El Getafe CF se rearma: así encajarían Chimy Ávila y Dani Rodríguez en el plan de Bordalás

El Getafe espera la autorización de LaLiga para inscribir a dos refuerzos que ya tienen acuerdo total con el club: Chimy Ávila y Dani Rodríguez. Ambos perfiles encajan de forma natural en la idea de José Bordalás y pueden aportar energía, oficio y variantes tácticas en una segunda vuelta que exige profundidad y soluciones inmediatas.

El Getafe ha competido bien, pero con una plantilla corta y con pocos recursos ofensivos para cambiar partidos. Bordalás llevaba semanas reclamando perfiles que elevarán el nivel competitivo y ampliarán las alternativas en ataque. La dirección deportiva ha respondido con dos futbolistas que encajan por carácter, experiencia y lectura del juego.

Las operaciones están cerradas con los jugadores y sólo falta el visto bueno administrativo para que puedan ser inscritos. En el club existe la convicción de que ambos están pensados para sumar desde el primer día.

El Chimy es un futbolista que parece diseñado para el libreto de Bordalás. Su agresividad, su capacidad para presionar y su instinto para atacar espacios encajan en un equipo que vive del duelo, del segundo balón y de la amenaza constante.

En el 4-4-2 habitual, sería el acompañante ideal de un delantero más fijador. Ataca la profundidad, fuerza errores y convierte balones divididos en jugadas peligrosas. También puede partir desde banda en un 4-2-3-1, entrando hacia dentro para rematar y presionar la salida rival.

Su mayor aportación no es sólo futbolística, sino emocional: sube el tono competitivo del equipo y obliga al rival a jugar incómodo desde el primer minuto.

Dani Rodríguez llega para aportar algo que el Getafe no tiene en exceso: lectura, calma agresiva y capacidad para dar sentido a los ataques. A sus 37 años, sigue siendo un jugador con buen golpeo, llegada desde segunda línea y criterio en la primera decisión tras robo.
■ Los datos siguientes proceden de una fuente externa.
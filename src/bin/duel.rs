//! Duel Binary
//!
//! Runs one game between two CPU players and prints the final line.
//! Ctrl+C stops the room early; the report is still printed.

use battleline::gameroom::*;
use battleline::players::*;
use clap::Parser;
use clap::ValueEnum;
use std::time::Duration;

#[derive(Parser)]
#[command(author, version, about = "Play a Battle Line duel between two CPU players", long_about = None)]
struct Args {
    #[arg(long, help = "Seed for the deck shuffle (random when omitted)")]
    seed: Option<u64>,
    #[arg(long, value_parser = duration, default_value = "10ms", help = "Maintenance interval")]
    tick: Duration,
    #[arg(long, value_parser = duration, default_value = "30s", help = "Time allowed per turn")]
    timeout: Duration,
    #[arg(long, value_enum, default_value_t = Rule::None, help = "Match rule that may end the game")]
    arbiter: Rule,
    #[arg(long, value_enum, default_value_t = Brain::Fish, help = "Strategy for both players")]
    strategy: Brain,
    #[arg(long, help = "Print every published snapshot while playing")]
    watch: bool,
    #[arg(long, help = "Print the final report as JSON")]
    json: bool,
}

#[derive(Clone, Copy, ValueEnum)]
enum Rule {
    None,
    Breakthrough,
    Envelopment,
    Official,
}

impl From<Rule> for Box<dyn Arbiter> {
    fn from(rule: Rule) -> Self {
        match rule {
            Rule::None => Box::new(Undeclared),
            Rule::Breakthrough => Box::new(Breakthrough),
            Rule::Envelopment => Box::new(Envelopment),
            Rule::Official => Box::new(Official),
        }
    }
}

#[derive(Clone, Copy, ValueEnum)]
enum Brain {
    Fish,
    Eager,
}

impl From<Brain> for Box<dyn Strategy> {
    fn from(brain: Brain) -> Self {
        match brain {
            Brain::Fish => Box::new(Fish::default()),
            Brain::Eager => Box::new(Eager),
        }
    }
}

fn duration(s: &str) -> Result<Duration, String> {
    battleline::parse_duration(s).ok_or_else(|| format!("invalid duration: {}", s))
}

// actors share one thread so replenishment draws land in turn order
#[tokio::main(flavor = "current_thread")]
async fn main() -> anyhow::Result<()> {
    battleline::log()?;
    let args = Args::parse();
    let config = args
        .seed
        .map(|seed| Config::default().with_seed(seed))
        .unwrap_or_default()
        .with_tick(args.tick)
        .with_timeout(args.timeout);
    let room = Room::new(
        config,
        Box::<dyn Strategy>::from(args.strategy),
        Box::<dyn Strategy>::from(args.strategy),
    )
    .with_arbiter(Box::<dyn Arbiter>::from(args.arbiter));
    battleline::kys(room.stopper());
    if args.watch {
        let mut screen = room.subscribe();
        tokio::spawn(async move {
            while screen.changed().await.is_ok() {
                println!("{}", *screen.borrow_and_update());
            }
        });
    }
    let report = room.run().await;
    if args.json {
        println!("{}", serde_json::to_string_pretty(&report)?);
    } else {
        println!("{}", report.snapshot);
        println!("{:?} after {} plays", report.ending, report.history.len());
    }
    Ok(())
}
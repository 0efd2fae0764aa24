use crate::cards::Card;

/// A player's private cards. Order carries no meaning for play.
#[derive(Debug, Clone, Default, PartialEq, Eq)]
pub struct Hand(Vec<Card>);

impl Hand {
    pub fn add(&mut self, card: Card) {
        self.0.push(card);
    }
    /// Removes the card at `index`, if there is one.
    pub fn take(&mut self, index: usize) -> Option<Card> {
        (index < self.0.len()).then(|| self.0.swap_remove(index))
    }
    pub fn cards(&self) -> &[Card] {
        &self.0
    }
    pub fn size(&self) -> usize {
        self.0.len()
    }
    pub fn is_empty(&self) -> bool {
        self.0.is_empty()
    }
}

#[cfg(test)]
mod tests {
    use super::*;

    #[test]
    fn take_removes_exactly_one() {
        let mut hand = Hand::default();
        let a = Card::try_from("1r").unwrap();
        let b = Card::try_from("2o").unwrap();
        hand.add(a);
        hand.add(b);
        assert_eq!(hand.take(0), Some(a));
        assert_eq!(hand.cards(), &[b]);
        assert_eq!(hand.take(1), None);
        assert_eq!(hand.take(0), Some(b));
        assert!(hand.is_empty());
    }
}
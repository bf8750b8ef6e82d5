pub mod ebook_dto;

pub use ebook_dto::{GenerateEbookDto, GenerateEbookResponseDto, GeneratedEbookDto};
//! AI-generated e-book pipeline.
//!
//! One gateway call produces a structured draft, which is persisted in two
//! phases: a provisional catalog row first, then a best-effort content upload
//! that reconciles the row's content location on success.
//!
//! ## Endpoints
//!
//! | Method | Endpoint | Auth | Description |
//! |--------|----------|------|-------------|
//! | POST | `/api/ebooks/generate` | No | Generate and persist an e-book |

pub mod dtos;
pub mod handlers;
pub mod models;
pub mod routes;
pub mod services;

pub use services::EbookGenerationService;
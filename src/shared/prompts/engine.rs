//! Template engine for prompt management using Jinja2 syntax.
//!
//! Prompt templates live in `templates/prompts/` and are loaded once into a
//! process-wide environment. Templates are immutable after load.

use minijinja::{Environment, Value};
use std::collections::HashMap;
use std::path::Path;
use std::sync::OnceLock;
use thiserror::Error;

/// Global template environment
static TEMPLATE_ENV: OnceLock<Environment<'static>> = OnceLock::new();

/// Template directory relative to the project root
const TEMPLATE_DIR: &str = "templates/prompts";

/// Errors that can occur during template operations
#[derive(Debug, Error)]
pub enum TemplateError {
    #[error("Template '{0}' not found")]
    NotFound(String),

    #[error("Failed to render template: {0}")]
    RenderError(String),
}

/// Initialize the template environment with all templates from the templates
/// directory. Called automatically on first use of `render_template`.
fn init_environment() -> Environment<'static> {
    let mut env = Environment::new();

    let template_path = Path::new(TEMPLATE_DIR);

    if template_path.exists() {
        load_templates_recursive(&mut env, template_path, template_path);
    }

    env
}

/// Recursively load all .jinja templates from a directory
fn load_templates_recursive(env: &mut Environment<'static>, base_path: &Path, current_path: &Path) {
    if let Ok(entries) = std::fs::read_dir(current_path) {
        for entry in entries.flatten() {
            let path = entry.path();
            if path.is_dir() {
                load_templates_recursive(env, base_path, &path);
            } else if path.extension().is_some_and(|ext| ext == "jinja") {
                // Create template name from relative path
                if let Ok(relative) = path.strip_prefix(base_path) {
                    let template_name = relative.to_string_lossy().to_string();
                    if let Ok(content) = std::fs::read_to_string(&path) {
                        // Convert to 'static str by leaking (safe for long-lived templates)
                        let static_name: &'static str =
                            Box::leak(template_name.clone().into_boxed_str());
                        let static_content: &'static str = Box::leak(content.into_boxed_str());
                        if let Err(e) = env.add_template(static_name, static_content) {
                            tracing::warn!("Failed to load template {}: {}", template_name, e);
                        } else {
                            tracing::debug!("Loaded template: {}", template_name);
                        }
                    }
                }
            }
        }
    }
}

/// Get the global template environment
fn get_environment() -> &'static Environment<'static> {
    TEMPLATE_ENV.get_or_init(init_environment)
}

/// Render a template with the given context.
///
/// # Arguments
/// * `template_name` - The template path relative to `templates/prompts/`
///   (e.g., "ebooks/user.jinja")
/// * `ctx` - A HashMap of variable names to values
pub fn render_template(
    template_name: &str,
    ctx: &HashMap<&str, Value>,
) -> Result<String, TemplateError> {
    let env = get_environment();

    let template = env
        .get_template(template_name)
        .map_err(|_| TemplateError::NotFound(template_name.to_string()))?;

    let render_ctx = Value::from_iter(ctx.iter().map(|(k, v)| (*k, v.clone())));

    template
        .render(render_ctx)
        .map_err(|e| TemplateError::RenderError(e.to_string()))
}

#[cfg(test)]
mod tests {
    use super::*;

    #[test]
    fn missing_template_is_not_found() {
        let ctx = HashMap::new();
        let result = render_template("definitely_not_a_real_template.jinja", &ctx);
        assert!(matches!(result, Err(TemplateError::NotFound(_))));
    }
}
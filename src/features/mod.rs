pub mod chat;
pub mod courses;
pub mod ebooks;
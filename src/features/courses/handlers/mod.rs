pub mod course_handler;
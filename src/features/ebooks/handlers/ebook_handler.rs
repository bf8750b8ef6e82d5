use std::sync::Arc;

use axum::{extract::State, Json};
use validator::Validate;

use crate::core::error::{AppError, Result};
use crate::core::extractor::AppJson;
use crate::features::ebooks::dtos::{GenerateEbookDto, GenerateEbookResponseDto};
use crate::features::ebooks::services::EbookGenerationService;

/// Generate an e-book for a topic and persist it to the catalog.
///
/// Content upload failures degrade to a record with a placeholder location;
/// the generated text is always returned inline.
#[utoipa::path(
    post,
    path = "/api/ebooks/generate",
    request_body = GenerateEbookDto,
    responses(
        (status = 200, description = "E-book generated and persisted", body = GenerateEbookResponseDto),
        (status = 400, description = "Validation error"),
        (status = 402, description = "Gateway account requires payment"),
        (status = 429, description = "Gateway rate limit hit"),
        (status = 500, description = "Gateway failure, unparseable reply, or database error")
    ),
    tag = "ebooks"
)]
pub async fn generate_ebook(
    State(service): State<Arc<EbookGenerationService>>,
    AppJson(dto): AppJson<GenerateEbookDto>,
) -> Result<Json<GenerateEbookResponseDto>> {
    dto.validate()
        .map_err(|e| AppError::Validation(e.to_string()))?;

    let ebook = service.generate(dto).await?;

    Ok(Json(GenerateEbookResponseDto {
        success: true,
        ebook,
    }))
}

#[cfg(test)]
mod tests {
    use axum::http::StatusCode;
    use axum::{routing::post, Json, Router};
    use axum_test::TestServer;
    use serde_json::{json, Value};
    use std::sync::Arc;

    use crate::core::config::GatewayConfig;
    use crate::core::database::create_lazy_pool;
    use crate::core::error::AppError;
    use crate::features::ebooks::routes;
    use crate::features::ebooks::services::EbookGenerationService;
    use crate::modules::gateway::GatewayClient;
    use crate::modules::storage::ObjectStore;
    use crate::shared::test_helpers::spawn_mock_upstream;

    struct NullStore;

    #[async_trait::async_trait]
    impl ObjectStore for NullStore {
        async fn upload(
            &self,
            key: &str,
            _data: Vec<u8>,
            _content_type: &str,
        ) -> Result<String, AppError> {
            Ok(key.to_string())
        }

        fn public_url(&self, key: &str) -> String {
            format!("http://storage.local/ebook-files/{}", key)
        }
    }

    fn app_against(gateway_base: String) -> Router {
        let pool = create_lazy_pool("postgres://postgres@localhost/northstart_test").unwrap();
        let gateway = Arc::new(
            GatewayClient::new(GatewayConfig {
                base_url: gateway_base,
                api_key: Some("test-key".to_string()),
                model: "gpt-4o-mini".to_string(),
            })
            .unwrap(),
        );
        let service = Arc::new(EbookGenerationService::new(pool, gateway, Arc::new(NullStore)));
        routes::routes(service)
    }

    fn gateway_replying_with(content: &'static str) -> Router {
        Router::new().route(
            "/v1/chat/completions",
            post(move || async move {
                Json(json!({
                    "choices": [{"message": {"role": "assistant", "content": content}}]
                }))
            }),
        )
    }

    fn failing_gateway(status: StatusCode) -> Router {
        Router::new().route(
            "/v1/chat/completions",
            post(move || async move { (status, Json(json!({"error": "nope"}))) }),
        )
    }

    #[tokio::test]
    async fn unparseable_model_reply_is_a_500_parse_error() {
        let base =
            spawn_mock_upstream(gateway_replying_with("Sorry, I can only answer questions."))
                .await;
        let server = TestServer::new(app_against(base)).unwrap();

        let response = server
            .post("/api/ebooks/generate")
            .json(&json!({"topic": "opening a bank account"}))
            .await;

        assert_eq!(response.status_code(), 500);
        let body: Value = response.json();
        assert!(body["message"]
            .as_str()
            .unwrap()
            .contains("Failed to parse AI response"));
    }

    #[tokio::test]
    async fn gateway_rate_limit_surfaces_as_429() {
        let base = spawn_mock_upstream(failing_gateway(StatusCode::TOO_MANY_REQUESTS)).await;
        let server = TestServer::new(app_against(base)).unwrap();

        let response = server
            .post("/api/ebooks/generate")
            .json(&json!({"topic": "opening a bank account"}))
            .await;

        assert_eq!(response.status_code(), 429);
        let body: Value = response.json();
        assert!(body["message"].as_str().unwrap().contains("Rate limit"));
    }

    #[tokio::test]
    async fn gateway_billing_failure_surfaces_as_402() {
        let base = spawn_mock_upstream(failing_gateway(StatusCode::PAYMENT_REQUIRED)).await;
        let server = TestServer::new(app_against(base)).unwrap();

        let response = server
            .post("/api/ebooks/generate")
            .json(&json!({"topic": "opening a bank account"}))
            .await;

        assert_eq!(response.status_code(), 402);
        let body: Value = response.json();
        assert!(body["message"]
            .as_str()
            .unwrap()
            .contains("Payment required"));
    }

    #[tokio::test]
    async fn empty_topic_fails_validation() {
        let base = spawn_mock_upstream(gateway_replying_with("unused")).await;
        let server = TestServer::new(app_against(base)).unwrap();

        let response = server
            .post("/api/ebooks/generate")
            .json(&json!({"topic": ""}))
            .await;

        assert_eq!(response.status_code(), 400);
    }

    #[tokio::test]
    async fn missing_topic_is_a_bad_request() {
        let base = spawn_mock_upstream(gateway_replying_with("unused")).await;
        let server = TestServer::new(app_against(base)).unwrap();

        let response = server
            .post("/api/ebooks/generate")
            .json(&json!({}))
            .await;

        assert_eq!(response.status_code(), 400);
    }
}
En el 4-4-2, puede partir desde la banda para ayudar en la presión y aparecer por dentro, generando superioridades y mejorando la circulación. En un 4-2-3-1, su rol como mediapunta es aún más natural: recibir entre líneas, girar y filtrar el pase que rompa defensas cerradas.

No está pensado para jugarlo todo, sino para decidir partidos: últimos 30 minutos, escenarios de bloqueo o días en los que el equipo necesita un toque distinto.

El equipo suma carácter, variantes y soluciones inmediatas. El Chimy aporta energía, rupturas y presión adelantada. Dani aporta pausa, criterio y golpeo exterior. Ambos refuerzan un plan que ya funciona, pero que necesitaba profundidad y alternativas para una segunda vuelta exigente.

Si LaLiga desbloquea la situación, Bordalás tendrá dos piezas que encajan como un guante en su libreto: intensidad, oficio y capacidad para decidir partidos cerrados.